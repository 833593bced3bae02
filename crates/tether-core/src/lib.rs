//! Core types and logic for tether.
//!
//! This crate holds everything the daemon and its clients must agree on,
//! with no knowledge of PTYs or process management.
//!
//! # Modules
//!
//! - [`protocol`]: the one-request-per-connection line protocol
//! - [`error`]: protocol and session error types, whose messages go on the wire
//! - [`forward`]: the bidirectional byte pump used while attached
//!
//! # Wire format
//!
//! | Request | Reply |
//! |---------|-------|
//! | `SPAWN [cmd...]` | `OK <id>` or `ERROR <message>` |
//! | `LIST` | `SESSION <id> pid=<pid>` lines, then `DONE` |
//! | `KILL <id>` | `OK killing session <id>` or `ERROR no such session` |
//! | `ATTACH <id> [<rows> <cols>]` | `OK ATTACH`, then raw bytes both ways |
//! | `RESIZE <id> <rows> <cols>` | `OK resized <id>` or `ERROR <message>` |

pub mod error;
pub mod forward;
pub mod protocol;
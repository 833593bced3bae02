//! Unix socket server for the daemon process.

use std::future::Future;
use std::path::{Path, PathBuf};
use std::sync::Arc;
use std::time::Duration;

use anyhow::{Context, Result};
use tether_core::error::ProtocolError;
use tether_core::forward::{forward, ForwardOutcome};
use tether_core::protocol::{Reply, Request, SessionId, WindowSize, DETACH_BYTE, MAX_REQUEST_LEN};
use tokio::io::{AsyncBufRead, AsyncWriteExt, BufReader};
use tokio::net::unix::{OwnedReadHalf, OwnedWriteHalf};
use tokio::net::{UnixListener, UnixStream};
use tokio::sync::Semaphore;
use tokio::task::{JoinHandle, JoinSet};
use tracing::{debug, error, info, warn};

use crate::daemon::paths;
use crate::daemon::pty::TermSize;
use crate::daemon::reaper::Reaper;
use crate::daemon::session::SessionManager;

/// Maximum number of concurrent client connections to prevent resource exhaustion.
const MAX_CONNECTIONS: usize = 100;

/// How long a client may take to send its request line.
const REQUEST_TIMEOUT: Duration = Duration::from_secs(30);

/// A partial request line followed by this much silence counts as complete.
const REQUEST_IDLE_TIMEOUT: Duration = Duration::from_millis(250);

/// The daemon server that listens for client connections.
pub struct DaemonServer {
    listener: UnixListener,
    socket_path: PathBuf,
    pid_path: PathBuf,
    sessions: Arc<SessionManager>,
    /// Semaphore to limit concurrent connections and prevent resource exhaustion.
    connection_semaphore: Arc<Semaphore>,
    reaper: JoinHandle<()>,
}

impl DaemonServer {
    /// Create a new daemon server bound to the default socket path.
    pub async fn bind() -> Result<Self> {
        paths::ensure_socket_dir().context("Failed to create socket directory")?;
        Self::bind_to(paths::get_socket_path(), paths::get_pid_path()).await
    }

    /// Create a new daemon server bound to a specific socket path.
    ///
    /// Uses a bind-first approach to avoid TOCTOU race conditions:
    /// 1. Try to bind directly
    /// 2. If the address is in use and something answers on it, or the PID
    ///    file names a live process, refuse to start
    /// 3. Otherwise remove the stale socket and retry
    ///
    /// The reaper's SIGCHLD stream is registered before this returns.
    pub async fn bind_to(socket_path: PathBuf, pid_path: PathBuf) -> Result<Self> {
        Self::bind_with_sessions(socket_path, pid_path, SessionManager::new()).await
    }

    /// Like [`DaemonServer::bind_to`], serving an existing session manager.
    pub async fn bind_with_sessions(
        socket_path: PathBuf,
        pid_path: PathBuf,
        sessions: SessionManager,
    ) -> Result<Self> {
        if let Some(parent) = socket_path.parent() {
            std::fs::create_dir_all(parent).with_context(|| {
                format!("Failed to create socket directory for {:?}", socket_path)
            })?;
        }

        let reaper = Reaper::install()?;

        let listener = match UnixListener::bind(&socket_path) {
            Ok(l) => l,
            Err(e) if e.kind() == std::io::ErrorKind::AddrInUse => {
                if std::os::unix::net::UnixStream::connect(&socket_path).is_ok() {
                    anyhow::bail!("Daemon already running (socket {:?} accepts connections)", socket_path);
                }
                if is_daemon_alive(&pid_path) {
                    anyhow::bail!(
                        "Daemon already running (socket {:?} in use, PID file valid)",
                        socket_path
                    );
                }
                remove_stale_socket(&socket_path)?;
                UnixListener::bind(&socket_path)
                    .with_context(|| format!("Failed to bind to socket: {:?}", socket_path))?
            }
            Err(e) => {
                return Err(e)
                    .with_context(|| format!("Failed to bind to socket: {:?}", socket_path));
            }
        };

        // Write the PID right after bind so a concurrent starter never sees
        // our socket without a live PID behind it.
        write_pid_file(&pid_path)
            .with_context(|| format!("Failed to write PID file: {:?}", pid_path))?;

        {
            use std::os::unix::fs::PermissionsExt;
            std::fs::set_permissions(&socket_path, std::fs::Permissions::from_mode(0o600))
                .with_context(|| format!("Failed to restrict socket {:?}", socket_path))?;
        }

        info!("Daemon listening on {:?}", socket_path);

        let sessions = Arc::new(sessions);
        let reaper = reaper.spawn(&sessions);

        Ok(Self {
            listener,
            socket_path,
            pid_path,
            sessions,
            connection_semaphore: Arc::new(Semaphore::new(MAX_CONNECTIONS)),
            reaper,
        })
    }

    pub fn sessions(&self) -> &Arc<SessionManager> {
        &self.sessions
    }

    /// Accept connections forever, serving each on its own task.
    ///
    /// Dropping the returned future aborts every in-flight connection,
    /// including attached clients.
    pub async fn run(&self) -> Result<()> {
        let mut connection_tasks: JoinSet<()> = JoinSet::new();

        loop {
            tokio::select! {
                result = self.listener.accept() => {
                    match result {
                        Ok((stream, _addr)) => {
                            // The permit is held for the lifetime of the connection handler.
                            let permit = match self.connection_semaphore.clone().try_acquire_owned() {
                                Ok(permit) => permit,
                                Err(_) => {
                                    warn!(
                                        "Connection limit ({}) reached, rejecting new connection",
                                        MAX_CONNECTIONS
                                    );
                                    drop(stream);
                                    continue;
                                }
                            };

                            debug!("Accepted new connection");
                            let sessions = self.sessions.clone();
                            connection_tasks.spawn(async move {
                                let _permit = permit;
                                if let Err(e) = handle_connection(stream, sessions).await {
                                    debug!("Connection ended with error: {:#}", e);
                                }
                            });
                        }
                        Err(e) => {
                            error!("Accept error: {}", e);
                        }
                    }
                }
                // Reap completed connection tasks to prevent unbounded growth
                Some(_) = connection_tasks.join_next(), if !connection_tasks.is_empty() => {}
            }
        }
    }

    /// Serve until `shutdown` resolves, then tear everything down.
    pub async fn run_until<F>(&self, shutdown: F) -> Result<()>
    where
        F: Future<Output = ()>,
    {
        let result = tokio::select! {
            result = self.run() => result,
            _ = shutdown => Ok(()),
        };
        self.shutdown().await;
        result
    }

    /// Stop reaping, then kill and collect every session.
    ///
    /// The socket and PID files go away when the server is dropped.
    pub async fn shutdown(&self) {
        info!("Shutting down with {} session(s)", self.sessions.len().await);
        self.reaper.abort();
        self.sessions.shutdown().await;
    }
}

impl Drop for DaemonServer {
    fn drop(&mut self) {
        self.reaper.abort();
        if self.socket_path.exists() && std::fs::remove_file(&self.socket_path).is_err() {
            warn!("Failed to remove socket on shutdown");
        }
        if self.pid_path.exists() && std::fs::remove_file(&self.pid_path).is_err() {
            warn!("Failed to remove PID file on shutdown");
        }
    }
}

/// Write our PID, owner-only, replacing any previous file.
fn write_pid_file(pid_path: &Path) -> std::io::Result<()> {
    use std::io::Write;
    use std::os::unix::fs::{OpenOptionsExt, PermissionsExt};

    let mut file = std::fs::OpenOptions::new()
        .write(true)
        .create(true)
        .truncate(true)
        .mode(0o600)
        .open(pid_path)?;
    // A pre-existing file keeps its old mode through open().
    file.set_permissions(std::fs::Permissions::from_mode(0o600))?;
    file.write_all(std::process::id().to_string().as_bytes())
}

/// Remove a leftover socket from a dead daemon, refusing anything that is
/// not a plain socket file.
fn remove_stale_socket(socket_path: &Path) -> Result<()> {
    use std::os::unix::fs::FileTypeExt;

    // Don't follow symlinks (could delete unintended files)
    let metadata = std::fs::symlink_metadata(socket_path)
        .with_context(|| format!("Failed to stat socket path: {:?}", socket_path))?;

    if metadata.file_type().is_symlink() {
        anyhow::bail!(
            "Socket path {:?} is a symlink, refusing to delete for safety",
            socket_path
        );
    }
    if !metadata.file_type().is_socket() {
        anyhow::bail!(
            "Path {:?} exists but is not a socket file (type: {:?})",
            socket_path,
            metadata.file_type()
        );
    }

    info!("Removing stale socket from dead daemon");
    std::fs::remove_file(socket_path)
        .with_context(|| format!("Failed to remove stale socket: {:?}", socket_path))
}

/// Check if a daemon process is still alive by reading its PID file.
fn is_daemon_alive(pid_path: &Path) -> bool {
    let Ok(pid_str) = std::fs::read_to_string(pid_path) else {
        return false;
    };
    let Ok(pid) = pid_str.trim().parse::<i32>() else {
        return false;
    };
    if pid <= 0 || pid as u32 == std::process::id() {
        return false;
    }

    // SAFETY: signal 0 performs only the existence and permission check.
    unsafe { libc::kill(pid, 0) == 0 }
}

/// Read one request line, bounded by `max_size`.
///
/// The line ends at a newline, at EOF, or once the client goes quiet for
/// `idle` after sending part of a line. Returns `None` if the client
/// closed without sending anything. Bytes after the newline stay buffered
/// in `reader`.
async fn read_request<R: AsyncBufRead + Unpin>(
    reader: &mut R,
    max_size: usize,
    idle: Duration,
) -> Result<Option<String>> {
    use tokio::io::AsyncBufReadExt;

    let mut bytes = Vec::new();

    loop {
        let available = if bytes.is_empty() {
            reader.fill_buf().await
        } else {
            match tokio::time::timeout(idle, reader.fill_buf()).await {
                Ok(result) => result,
                Err(_) => break,
            }
        }
        .context("Failed to read from client")?;

        if available.is_empty() {
            break;
        }

        let newline_pos = available.iter().position(|&b| b == b'\n');
        let bytes_to_consume = newline_pos.map(|p| p + 1).unwrap_or(available.len());

        if bytes.len() + bytes_to_consume > max_size {
            return Err(ProtocolError::TooLong(max_size).into());
        }

        bytes.extend_from_slice(&available[..bytes_to_consume]);
        reader.consume(bytes_to_consume);

        if newline_pos.is_some() {
            break;
        }
    }

    if bytes.is_empty() {
        return Ok(None);
    }
    Ok(Some(String::from_utf8_lossy(&bytes).into_owned()))
}

async fn write_reply(writer: &mut OwnedWriteHalf, reply: &Reply) -> Result<()> {
    writer
        .write_all(reply.to_line().as_bytes())
        .await
        .context("Failed to write reply")?;
    writer.flush().await.context("Failed to flush")
}

/// Serve one connection: read a request, answer it, and for `ATTACH`
/// stream the session until the client detaches or either side closes.
async fn handle_connection(stream: UnixStream, sessions: Arc<SessionManager>) -> Result<()> {
    let (reader, mut writer) = stream.into_split();
    let mut reader = BufReader::new(reader);

    let read = tokio::time::timeout(
        REQUEST_TIMEOUT,
        read_request(&mut reader, MAX_REQUEST_LEN, REQUEST_IDLE_TIMEOUT),
    )
    .await
    .context("Timed out waiting for request")?;

    let line = match read {
        Ok(Some(line)) => line,
        Ok(None) => {
            debug!("Client disconnected without a request");
            return Ok(());
        }
        Err(e) => {
            if let Some(protocol_err) = e.downcast_ref::<ProtocolError>() {
                let _ = write_reply(&mut writer, &Reply::from(protocol_err.clone())).await;
            }
            return Err(e);
        }
    };

    debug!("Received: {}", line.trim_end());

    let request = match line.parse::<Request>() {
        Ok(request) => request,
        Err(e) => {
            debug!("Rejected request: {}", e);
            return write_reply(&mut writer, &Reply::from(e)).await;
        }
    };

    match request {
        Request::Spawn { command } => {
            let reply = handle_spawn(&sessions, command.as_deref()).await;
            write_reply(&mut writer, &reply).await
        }
        Request::List => handle_list(&mut writer, &sessions).await,
        Request::Kill { id } => {
            let reply = match sessions.kill(id).await {
                Ok(()) => Reply::Killing(id),
                Err(e) => Reply::error(e),
            };
            write_reply(&mut writer, &reply).await
        }
        Request::Resize { id, size } => {
            let reply = match sessions.resize(id, size.into()).await {
                Ok(()) => Reply::Resized(id),
                Err(e) => Reply::error(e),
            };
            write_reply(&mut writer, &reply).await
        }
        Request::Attach { id, size } => handle_attach(reader, writer, &sessions, id, size).await,
    }
}

async fn handle_spawn(sessions: &SessionManager, command: Option<&str>) -> Reply {
    match sessions.spawn(command, TermSize::default()).await {
        Ok(id) => Reply::Spawned(id),
        Err(e) => {
            warn!("Spawn failed: {}", e);
            Reply::error(e)
        }
    }
}

async fn handle_list(writer: &mut OwnedWriteHalf, sessions: &SessionManager) -> Result<()> {
    let mut out = String::new();
    for entry in sessions.list().await {
        out.push_str(&Reply::Session(entry).to_line());
    }
    out.push_str(&Reply::Done.to_line());

    writer
        .write_all(out.as_bytes())
        .await
        .context("Failed to write session list")?;
    writer.flush().await.context("Failed to flush")
}

/// Hand the connection to the forwarder for the duration of the attachment.
///
/// Anything the client sent right after the request line is still in
/// `reader`'s buffer and reaches the PTY first.
async fn handle_attach(
    mut reader: BufReader<OwnedReadHalf>,
    mut writer: OwnedWriteHalf,
    sessions: &SessionManager,
    id: SessionId,
    size: Option<WindowSize>,
) -> Result<()> {
    let mut attachment = match sessions.attach(id, size.map(TermSize::from)).await {
        Ok(attachment) => attachment,
        Err(e) => {
            debug!("Attach to session {} refused: {}", id, e);
            return write_reply(&mut writer, &Reply::error(e)).await;
        }
    };

    write_reply(&mut writer, &Reply::Attached).await?;
    info!("Client attached to session {}", id);

    let (mut pty_rx, mut pty_tx) = tokio::io::split(&mut attachment.stream);
    let outcome = forward(&mut reader, &mut writer, &mut pty_rx, &mut pty_tx, DETACH_BYTE).await;

    match outcome {
        ForwardOutcome::Detached => info!("Client detached from session {}", id),
        ForwardOutcome::Closed => info!("Attachment to session {} closed", id),
    }
    Ok(())
}
//! Daemon process holding shells in PTY sessions, and the client that talks to it.

pub mod cgroup;
pub mod client;
pub mod paths;
pub mod pty;
pub mod reaper;
pub mod server;
pub mod session;
pub mod terminal;

// Public API - used by main.rs
pub use client::{AttachOutcome, DaemonClient};
pub use server::DaemonServer;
★ ★ ★ ★
## Your task:
Among the lines above, find the one with "write_reply(&mut writer, &Reply::Attached).await?;" and the one with "pub mod reaper;". Quote both and everything between them, exactly.

## Exercise solution:
    write_reply(&mut writer, &Reply::Attached).await?;
    info!("Client attached to session {}", id);

    let (mut pty_rx, mut pty_tx) = tokio::io::split(&mut attachment.stream);
    let outcome = forward(&mut reader, &mut writer, &mut pty_rx, &mut pty_tx, DETACH_BYTE).await;

    match outcome {
        ForwardOutcome::Detached => info!("Client detached from session {}", id),
        ForwardOutcome::Closed => info!("Attachment to session {} closed", id),
    }
    Ok(())
}
//! Daemon process holding shells in PTY sessions, and the client that talks to it.

pub mod cgroup;
pub mod client;
pub mod paths;
pub mod pty;
pub mod reaper;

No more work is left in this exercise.